Earlier this year, Nestlé bought a water bottling plant at nearby High Springs and sunk millions into upgrading it, anticipating that the local water board would approve this level of extraction. But the Suwannee River water management district has deemed the Santa Fe River — where the spring is located — in recovery. Years of overpumping have taken their toll.
For now, Nestlé is waiting on the water management district to decide whether or not to renew an expired water use permit. If renewed, Seven Springs, the local company that owns the permit, plans to sell it to Nestlé.
Nestlé said that spring water is a renewable resource that it will manage well. In a written statement, Nestlé spokesperson Adam Gaber said, “Our business depends on the quality and sustainability of the water we are collecting. It would make no sense to invest millions of dollars into local operations just to deplete the natural resources on which our business relies. It would undermine the success of our business and go against every value we hold as people and as a company.”
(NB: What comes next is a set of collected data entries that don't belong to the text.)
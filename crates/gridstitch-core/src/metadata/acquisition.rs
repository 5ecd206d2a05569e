use std::path::Path;

use serde::{Deserialize, Serialize};

use crate::error::{Result, StitchError};

/// Stage and optics parameters from `acquisition parameters.json`.
#[derive(Clone, Debug, Serialize, Deserialize)]
pub struct AcquisitionParameters {
    /// Physical distance between horizontally adjacent captures.
    #[serde(rename = "dx(mm)")]
    pub dx_mm: f64,
    /// Physical distance between vertically adjacent captures.
    #[serde(rename = "dy(mm)")]
    pub dy_mm: f64,
    /// Z step, when the acquisition recorded one.
    #[serde(rename = "dz(um)", default)]
    pub dz_um: Option<f64>,
    /// Focal length of the tube lens actually fitted to the system.
    pub tube_lens_mm: f64,
    pub sensor_pixel_size_um: f64,
    pub objective: Objective,
}

#[derive(Clone, Debug, Serialize, Deserialize)]
pub struct Objective {
    pub magnification: f64,
    /// Tube lens focal length the objective's magnification is specified for.
    pub tube_lens_f_mm: f64,
}

impl AcquisitionParameters {
    pub fn load(path: &Path) -> Result<Self> {
        let text = std::fs::read_to_string(path)
            .map_err(|e| StitchError::config(path, format!("cannot read: {e}")))?;
        serde_json::from_str(&text).map_err(|source| StitchError::Json {
            path: path.to_path_buf(),
            source,
        })
    }

    pub fn optics(&self) -> Optics {
        Optics {
            sensor_pixel_size_um: self.sensor_pixel_size_um,
            tube_lens_mm: self.tube_lens_mm,
            objective_tube_lens_mm: self.objective.tube_lens_f_mm,
            objective_magnification: self.objective.magnification,
        }
    }
}

/// Optical train used to convert stage distances into sensor pixels.
#[derive(Clone, Copy, Debug, PartialEq)]
pub struct Optics {
    pub sensor_pixel_size_um: f64,
    pub tube_lens_mm: f64,
    pub objective_tube_lens_mm: f64,
    pub objective_magnification: f64,
}

impl Optics {
    /// Magnification with the fitted tube lens rather than the nominal one.
    pub fn actual_magnification(&self) -> f64 {
        let objective_focal_length_mm = self.objective_tube_lens_mm / self.objective_magnification;
        self.tube_lens_mm / objective_focal_length_mm
    }

    /// Size of one sensor pixel projected onto the sample plane.
    pub fn pixel_size_um(&self) -> f64 {
        self.sensor_pixel_size_um / self.actual_magnification()
    }

    /// Stage distance in millimetres expressed in whole pixels.
    pub fn mm_to_pixels(&self, distance_mm: f64) -> i64 {
        (distance_mm * 1000.0 / self.pixel_size_um()).round_ties_even() as i64
    }
}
Many local environmentalists don’t trust Nestlé’s intentions. “It’s impossible to withdraw millions of gallons of water and not have an impact,” said Merrillee Malwitz-Jipson, a director of the nonprofit Our Santa Fe River. Malwitz-Jipson also worried about the 11 native turtle species and four non-native species found in the river. “Few places on Earth have as many turtle species living together, and about a quarter of all North American freshwater turtle species inhabit this small river system.”